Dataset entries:
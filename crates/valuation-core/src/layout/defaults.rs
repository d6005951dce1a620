//! Built-in layout used before any version is published.

use crate::models::{AutoFillRule, FieldPart, InputMode, Layout, LayoutField, TextAlign};

/// Id of the built-in layout. Never stored.
pub const DEFAULT_LAYOUT_ID: &str = "default";

const LABEL_X: f64 = 15.0;
const VALUE_X: f64 = 70.0;
const LABEL_WIDTH: f64 = 50.0;
const VALUE_WIDTH: f64 = 120.0;
const ROW_HEIGHT: f64 = 7.0;

fn row(id: &str, field_id: &str, caption: &str, y: f64) -> LayoutField {
    LayoutField::text(
        id,
        field_id,
        FieldPart::at(LABEL_X, y, LABEL_WIDTH, ROW_HEIGHT)
            .with_text(caption)
            .bold(),
        FieldPart::at(VALUE_X, y, VALUE_WIDTH, ROW_HEIGHT),
    )
}

/// The A4 valuation form shipped with the application (version 0).
pub fn default_layout() -> Layout {
    let mut title = FieldPart::at(15.0, 12.0, 180.0, 10.0)
        .with_text("VEHICLE VALUATION REPORT")
        .bold();
    title.font_size = 16.0;
    title.align = TextAlign::Center;

    let grade = FieldPart::at(VALUE_X, 110.0, VALUE_WIDTH, ROW_HEIGHT)
        .with_choices(
            InputMode::FixedChoice,
            &["Excellent", "Very Good", "Good", "Average", "Poor"],
        )
        .with_weight("Excellent", 9.0)
        .with_weight("Very Good", 8.0)
        .with_weight("Good", 7.0)
        .with_weight("Average", 5.0)
        .with_weight("Poor", 3.0);

    let make = FieldPart::at(VALUE_X, 80.0, VALUE_WIDTH, ROW_HEIGHT).with_choices(
        InputMode::SuggestedChoice,
        &[
            "Maruti Suzuki",
            "Hyundai",
            "Tata",
            "Mahindra",
            "Honda",
            "Toyota",
            "Kia",
        ],
    );

    Layout {
        id: DEFAULT_LAYOUT_ID.to_string(),
        version: 0,
        fields: vec![
            LayoutField::static_text("title", "title", title).locked(),
            row("reportNumber", "reportNumber", "Report No.", 30.0),
            row("reportDate", "reportDate", "Date", 40.0),
            row("registrationNumber", "registrationNumber", "Registration No.", 50.0),
            row("engineNumber", "engineNumber", "Engine No.", 60.0),
            row("chassisNumber", "chassisNumber", "Chassis No.", 70.0),
            LayoutField::text(
                "make",
                "make",
                FieldPart::at(LABEL_X, 80.0, LABEL_WIDTH, ROW_HEIGHT)
                    .with_text("Make")
                    .bold(),
                make,
            ),
            row("model", "model", "Model", 90.0),
            row("yearOfManufacture", "yearOfManufacture", "Year of Manufacture", 100.0),
            LayoutField::text(
                "conditionGrade",
                "conditionGrade",
                FieldPart::at(LABEL_X, 110.0, LABEL_WIDTH, ROW_HEIGHT)
                    .with_text("Condition")
                    .bold(),
                grade,
            )
            .locked(),
            row("marketValueNum", "marketValueNum", "Market Value (Rs.)", 120.0),
            row("marketValueWords", "marketValueWords", "Market Value (in words)", 130.0)
                .with_auto_fill(AutoFillRule::NumberToWords {
                    source_field_id: "marketValueNum".to_string(),
                }),
            LayoutField::image(
                "vehiclePhoto",
                "vehiclePhoto",
                FieldPart::at(15.0, 145.0, 90.0, 65.0).with_text("Vehicle photo"),
            ),
        ],
        created_at: String::new(),
    }
}

#[cfg(test)]
mod tests {
    use super::*;
    use crate::layout::validate_fields;
    use crate::models::FieldKind;

    #[test]
    fn test_default_layout_is_valid() {
        let layout = default_layout();
        let repaired = validate_fields(&layout.fields).unwrap();
        assert_eq!(repaired, layout.fields);
    }

    #[test]
    fn test_default_layout_wiring() {
        let layout = default_layout();

        assert_eq!(layout.version, 0);
        assert!(layout.field("reportNumber").unwrap().is_effectively_locked());
        assert!(layout.is_auto_fill_source("marketValueNum"));
        assert_eq!(layout.grade_field("conditionGrade").unwrap().option_weight("Good"), Some(7.0));
        assert_eq!(layout.field("vehiclePhoto").unwrap().kind, FieldKind::Image);
    }
}
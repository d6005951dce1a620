//! Layout Store: immutable, versioned field layouts.
//!
//! Publishing writes a new version and moves the `current` pointer in one
//! transaction. Loading never fails on legacy shapes; fields are repaired,
//! and a missing layout falls back to the built-in default.

mod defaults;
mod editor;
mod repair;

pub use defaults::*;
pub use editor::*;
pub use repair::*;

use crate::auth::AuthorizationContext;
use crate::db::{Database, DbError};
use crate::models::{Layout, LayoutField, LayoutSummary};
use thiserror::Error;

/// Layout errors.
#[derive(Error, Debug)]
pub enum LayoutError {
    #[error("Database error: {0}")]
    Database(#[from] DbError),

    #[error("Layout not found: {0}")]
    NotFound(String),

    #[error("Invalid layout: {0}")]
    Invalid(String),

    #[error("Field is locked: {0}")]
    Locked(String),

    #[error("Not allowed to publish layouts: {0}")]
    Unauthorized(String),
}

pub type LayoutResult<T> = Result<T, LayoutError>;

/// Read and publish layouts.
pub struct LayoutStore<'a> {
    db: &'a Database,
}

impl<'a> LayoutStore<'a> {
    pub fn new(db: &'a Database) -> Self {
        Self { db }
    }

    /// Validate and publish a new version; it becomes current.
    ///
    /// Reports already saved keep referencing the version they were saved with.
    pub fn publish(
        &self,
        auth: &AuthorizationContext,
        fields: &[LayoutField],
    ) -> LayoutResult<Layout> {
        if !auth.can_publish_layouts() {
            return Err(LayoutError::Unauthorized(auth.email.clone()));
        }

        let fields = validate_fields(fields)?;
        let layout = self.db.publish_layout(&fields)?;

        tracing::info!(
            layout_id = %layout.id,
            version = layout.version,
            fields = layout.fields.len(),
            by = %auth.email,
            "published layout"
        );
        Ok(layout)
    }

    /// The current layout, `None` before the first publish.
    ///
    /// A pointer to a missing document is `NotFound`.
    pub fn current(&self) -> LayoutResult<Option<Layout>> {
        let pointer = self.db.get_layout_pointer()?;
        match pointer.current_id {
            None => Ok(None),
            Some(id) => self.by_id(&id).map(Some),
        }
    }

    /// Load a version by id, repaired for rendering.
    pub fn by_id(&self, id: &str) -> LayoutResult<Layout> {
        if id == DEFAULT_LAYOUT_ID {
            return Ok(default_layout());
        }
        self.db
            .get_layout(id)?
            .map(repair_layout)
            .ok_or_else(|| LayoutError::NotFound(id.to_string()))
    }

    /// The current layout, or the built-in default when none is usable.
    pub fn current_or_default(&self) -> LayoutResult<Layout> {
        match self.current() {
            Ok(Some(layout)) => Ok(layout),
            Ok(None) => {
                tracing::debug!("no published layout, using default");
                Ok(default_layout())
            }
            Err(LayoutError::NotFound(id)) => {
                tracing::warn!(layout_id = %id, "current layout missing, using default");
                Ok(default_layout())
            }
            Err(e) => Err(e),
        }
    }

    /// The layout a saved report was rendered with.
    ///
    /// Unsaved reports, and reports whose layout cannot be found, use the
    /// current layout.
    pub fn resolve_for_report(&self, layout_id: Option<&str>) -> LayoutResult<Layout> {
        let Some(id) = layout_id else {
            return self.current_or_default();
        };
        match self.by_id(id) {
            Ok(layout) => Ok(layout),
            Err(LayoutError::NotFound(_)) => {
                tracing::warn!(layout_id = %id, "report layout missing, falling back to current");
                self.current_or_default()
            }
            Err(e) => Err(e),
        }
    }

    /// Published versions, newest first.
    pub fn list_versions(&self) -> LayoutResult<Vec<LayoutSummary>> {
        Ok(self.db.list_layout_versions()?)
    }
}

#[cfg(test)]
mod tests {
    use super::*;
    use crate::models::FieldPart;

    fn admin() -> AuthorizationContext {
        AuthorizationContext {
            email: "boss@valuers.in".into(),
            display_name: "Boss".into(),
            branch: None,
            admin: true,
        }
    }

    fn fields() -> Vec<LayoutField> {
        vec![LayoutField::text(
            "f1",
            "make",
            FieldPart::at(10.0, 10.0, 40.0, 6.0).with_text("Make"),
            FieldPart::at(55.0, 10.0, 80.0, 6.0),
        )]
    }

    #[test]
    fn test_publish_and_load_current() {
        let db = Database::open_in_memory().unwrap();
        let store = LayoutStore::new(&db);

        assert!(store.current().unwrap().is_none());

        let published = store.publish(&admin(), &fields()).unwrap();
        let current = store.current().unwrap().unwrap();
        assert_eq!(current, published);
        assert_eq!(store.by_id(&published.id).unwrap(), published);
    }

    #[test]
    fn test_publish_requires_capability() {
        let db = Database::open_in_memory().unwrap();
        let store = LayoutStore::new(&db);
        let clerk = AuthorizationContext {
            admin: false,
            ..admin()
        };

        assert!(matches!(
            store.publish(&clerk, &fields()),
            Err(LayoutError::Unauthorized(_))
        ));
        assert!(store.list_versions().unwrap().is_empty());
    }

    #[test]
    fn test_publish_rejects_invalid() {
        let db = Database::open_in_memory().unwrap();
        let store = LayoutStore::new(&db);
        let mut bad = fields();
        bad.push(bad[0].clone());

        assert!(matches!(
            store.publish(&admin(), &bad),
            Err(LayoutError::Invalid(_))
        ));
        assert_eq!(db.get_layout_pointer().unwrap().version, 0);
    }

    #[test]
    fn test_current_or_default() {
        let db = Database::open_in_memory().unwrap();
        let store = LayoutStore::new(&db);

        assert_eq!(store.current_or_default().unwrap().id, DEFAULT_LAYOUT_ID);

        // Dangling pointer
        db.conn().execute_batch("PRAGMA foreign_keys = OFF").unwrap();
        db.conn()
            .execute("UPDATE layout_config SET current_id = 'gone'", [])
            .unwrap();
        assert!(matches!(store.current(), Err(LayoutError::NotFound(_))));
        assert_eq!(store.current_or_default().unwrap().id, DEFAULT_LAYOUT_ID);
    }

    #[test]
    fn test_resolve_for_report() {
        let db = Database::open_in_memory().unwrap();
        let store = LayoutStore::new(&db);
        let v1 = store.publish(&admin(), &fields()).unwrap();
        let v2 = store.publish(&admin(), &[]).unwrap();

        assert_eq!(store.resolve_for_report(Some(&v1.id)).unwrap().id, v1.id);
        assert_eq!(store.resolve_for_report(None).unwrap().id, v2.id);
        assert_eq!(store.resolve_for_report(Some("missing")).unwrap().id, v2.id);
        assert_eq!(
            store.resolve_for_report(Some(DEFAULT_LAYOUT_ID)).unwrap().id,
            DEFAULT_LAYOUT_ID
        );
    }

    #[test]
    fn test_legacy_layout_repaired_on_load() {
        let db = Database::open_in_memory().unwrap();
        db.conn()
            .execute(
                "INSERT INTO layouts (id, version, fields) VALUES ('legacy', 1, ?)",
                [r#"[{"id": "p", "fieldId": "photo", "kind": "Image", "label": {"x": 3}}]"#],
            )
            .unwrap();

        let layout = LayoutStore::new(&db).by_id("legacy").unwrap();
        let photo = &layout.fields[0];
        assert!(photo.label.is_none());
        assert_eq!(photo.placeholder.as_ref().unwrap().color, "#000000");
    }
}
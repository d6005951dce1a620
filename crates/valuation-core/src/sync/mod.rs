//! Background sync: debounced live index writes and the change feed.
//!
//! Index fields are a best-effort projection of the report data; dropped
//! intermediate states are acceptable and the store is last-write-wins.

mod feed;
mod index;

pub use feed::*;
pub use index::*;

use crate::db::DbError;
use thiserror::Error;

/// Sync errors.
#[derive(Error, Debug)]
pub enum SyncError {
    #[error("Database error: {0}")]
    Database(#[from] DbError),

    #[error("Sync state lock poisoned")]
    Poisoned,
}

pub type SyncResult<T> = Result<T, SyncError>;
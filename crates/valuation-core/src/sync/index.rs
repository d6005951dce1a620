//! Debounced live sync of a report's index fields.
//!
//! One slot per sync: scheduling aborts the pending task and spawns a new
//! one, so only the last update before a quiet period is written.

use std::sync::{Arc, Mutex};
use std::time::Duration;

use tokio::runtime::Handle;
use tokio::task::JoinHandle;

use super::{ChangeFeed, ReportEvent, SyncError, SyncResult};
use crate::db::Database;
use crate::models::{Editor, Report, ReportData, ReportIndex, VehicleId};

/// Live state to merge into the stored report.
#[derive(Debug, Clone, PartialEq)]
pub struct LiveUpdate {
    pub vehicle_id: VehicleId,
    pub branch: String,
    pub editor: Editor,
    pub index: ReportIndex,
    pub data: ReportData,
}

type UpdateCell = Arc<Mutex<Option<LiveUpdate>>>;

struct Pending {
    handle: JoinHandle<()>,
    update: UpdateCell,
}

pub struct IndexSync {
    db: Arc<Mutex<Database>>,
    debounce: Duration,
    runtime: Handle,
    feed: Option<ChangeFeed>,
    slot: Mutex<Option<Pending>>,
}

fn write_update(db: &Database, feed: Option<&ChangeFeed>, update: LiveUpdate) -> SyncResult<Report> {
    let report = db.sync_live_fields(
        &update.vehicle_id,
        &update.branch,
        &update.editor,
        &update.index,
        &update.data,
    )?;

    tracing::debug!(
        vehicle_id = %report.vehicle_id,
        report_number = %report.report_number,
        "synced live index fields"
    );
    if let Some(feed) = feed {
        feed.publish(ReportEvent::Synced {
            vehicle_id: report.vehicle_id.clone(),
            report_number: report.report_number.clone(),
        });
    }
    Ok(report)
}

impl IndexSync {
    pub fn new(db: Arc<Mutex<Database>>, debounce: Duration, runtime: Handle) -> Self {
        Self {
            db,
            debounce,
            runtime,
            feed: None,
            slot: Mutex::new(None),
        }
    }

    /// Builder: announce each write on a change feed.
    pub fn with_feed(mut self, feed: ChangeFeed) -> Self {
        self.feed = Some(feed);
        self
    }

    /// Write `update` after the quiet period, superseding anything pending.
    pub fn schedule(&self, update: LiveUpdate) -> SyncResult<()> {
        let mut slot = self.slot.lock().map_err(|_| SyncError::Poisoned)?;
        if let Some(previous) = slot.take() {
            previous.handle.abort();
            tracing::trace!(vehicle_id = %update.vehicle_id, "superseded pending index sync");
        }

        let cell: UpdateCell = Arc::new(Mutex::new(Some(update)));
        let task_cell = Arc::clone(&cell);
        let db = Arc::clone(&self.db);
        let feed = self.feed.clone();
        let debounce = self.debounce;

        let handle = self.runtime.spawn(async move {
            tokio::time::sleep(debounce).await;
            let Ok(db) = db.lock() else {
                tracing::warn!("index sync skipped: database lock poisoned");
                return;
            };
            // Taken under the database lock so a cancel or save that got
            // there first leaves nothing to write
            let update = match task_cell.lock() {
                Ok(mut guard) => guard.take(),
                Err(_) => None,
            };
            if let Some(update) = update {
                if let Err(e) = write_update(&db, feed.as_ref(), update) {
                    tracing::warn!(error = %e, "index sync failed");
                }
            }
        });

        *slot = Some(Pending {
            handle,
            update: cell,
        });
        Ok(())
    }

    fn take_pending(&self) -> SyncResult<Option<LiveUpdate>> {
        let mut slot = self.slot.lock().map_err(|_| SyncError::Poisoned)?;
        let Some(pending) = slot.take() else {
            return Ok(None);
        };
        pending.handle.abort();
        let update = pending
            .update
            .lock()
            .map_err(|_| SyncError::Poisoned)?
            .take();
        Ok(update)
    }

    /// Write the pending update now. `None` if nothing was waiting.
    pub fn flush(&self) -> SyncResult<Option<Report>> {
        let db = self.db.lock().map_err(|_| SyncError::Poisoned)?;
        match self.take_pending()? {
            Some(update) => write_update(&db, self.feed.as_ref(), update).map(Some),
            None => Ok(None),
        }
    }

    /// Drop the pending update. Returns whether one was waiting.
    pub fn cancel(&self) -> SyncResult<bool> {
        Ok(self.take_pending()?.is_some())
    }

    /// Whether an update is waiting for its quiet period.
    pub fn is_pending(&self) -> bool {
        self.slot
            .lock()
            .ok()
            .and_then(|slot| {
                slot.as_ref()
                    .and_then(|p| p.update.lock().ok().map(|u| u.is_some()))
            })
            .unwrap_or(false)
    }
}

impl Drop for IndexSync {
    fn drop(&mut self) {
        if let Ok(mut slot) = self.slot.lock() {
            if let Some(pending) = slot.take() {
                pending.handle.abort();
            }
        }
    }
}

#[cfg(test)]
mod tests {
    use super::*;
    use crate::models::ReportValue;

    fn update(make: &str) -> LiveUpdate {
        let mut data = ReportData::new();
        data.insert("make".into(), ReportValue::from(make));
        LiveUpdate {
            vehicle_id: VehicleId::normalize("KA01AB1234").unwrap(),
            branch: "CDH".into(),
            editor: Editor::default(),
            index: ReportIndex::normalized("eng1", "ch1", "CDH25467---", ""),
            data,
        }
    }

    fn setup() -> (Arc<Mutex<Database>>, IndexSync) {
        let db = Arc::new(Mutex::new(Database::open_in_memory().unwrap()));
        let sync = IndexSync::new(Arc::clone(&db), Duration::from_millis(1000), Handle::current());
        (db, sync)
    }

    fn stored_make(db: &Arc<Mutex<Database>>) -> Option<String> {
        db.lock()
            .unwrap()
            .get_report("KA01AB1234")
            .unwrap()
            .map(|r| r.report_data["make"].as_display())
    }

    #[tokio::test(start_paused = true)]
    async fn test_quiet_period_writes_last_update() {
        let (db, sync) = setup();

        sync.schedule(update("Tata")).unwrap();
        tokio::time::sleep(Duration::from_millis(500)).await;
        sync.schedule(update("Toyota")).unwrap();
        tokio::time::sleep(Duration::from_millis(900)).await;

        // 1400ms since the first edit, 900ms since the last
        assert!(stored_make(&db).is_none());
        assert!(sync.is_pending());

        tokio::time::sleep(Duration::from_millis(200)).await;
        assert_eq!(stored_make(&db).as_deref(), Some("Toyota"));
        assert!(!sync.is_pending());
    }

    #[tokio::test(start_paused = true)]
    async fn test_flush_writes_now() {
        let (db, sync) = setup();

        sync.schedule(update("Kia")).unwrap();
        let report = sync.flush().unwrap().unwrap();
        assert_eq!(report.engine_number, "ENG1");
        assert_eq!(stored_make(&db).as_deref(), Some("Kia"));

        // Nothing left to write
        assert!(sync.flush().unwrap().is_none());
        tokio::time::sleep(Duration::from_millis(2000)).await;
        assert_eq!(stored_make(&db).as_deref(), Some("Kia"));
    }

    #[tokio::test(start_paused = true)]
    async fn test_cancel_drops_update() {
        let (db, sync) = setup();

        sync.schedule(update("Honda")).unwrap();
        assert!(sync.cancel().unwrap());
        assert!(!sync.cancel().unwrap());

        tokio::time::sleep(Duration::from_millis(2000)).await;
        assert!(stored_make(&db).is_none());
    }

    #[tokio::test(start_paused = true)]
    async fn test_feed_announces_sync() {
        let (_db, sync) = setup();
        let feed = ChangeFeed::default();
        let mut events = feed.subscribe();
        let sync = sync.with_feed(feed);

        sync.schedule(update("Tata")).unwrap();
        tokio::time::sleep(Duration::from_millis(1100)).await;

        match events.recv().await.unwrap() {
            ReportEvent::Synced {
                vehicle_id,
                report_number,
            } => {
                assert_eq!(vehicle_id, "KA01AB1234");
                assert_eq!(report_number, "CDH25467---");
            }
            other => panic!("unexpected event {:?}", other),
        }
    }

    #[tokio::test(flavor = "multi_thread", worker_threads = 2)]
    async fn test_cancel_wins_while_database_is_busy() {
        let db = Arc::new(Mutex::new(Database::open_in_memory().unwrap()));
        let sync = IndexSync::new(Arc::clone(&db), Duration::from_millis(10), Handle::current());

        let guard = db.lock().unwrap();
        sync.schedule(update("Tata")).unwrap();
        // The quiet period ends while the lock is held elsewhere
        tokio::time::sleep(Duration::from_millis(300)).await;
        assert!(sync.cancel().unwrap());
        drop(guard);

        tokio::time::sleep(Duration::from_millis(300)).await;
        assert!(stored_make(&db).is_none());
    }
}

(REQUIREMENT) Would you print, exactly as written, every line above from the one holding "repaired for rendering." through the one holding "none is usable.", with both included and no other lines?

(SOLVED PROBLEM)
    /// Load a version by id, repaired for rendering.
    pub fn by_id(&self, id: &str) -> LayoutResult<Layout> {
        if id == DEFAULT_LAYOUT_ID {
            return Ok(default_layout());
        }
        self.db
            .get_layout(id)?
            .map(repair_layout)
            .ok_or_else(|| LayoutError::NotFound(id.to_string()))
    }

    /// The current layout, or the built-in default when none is usable.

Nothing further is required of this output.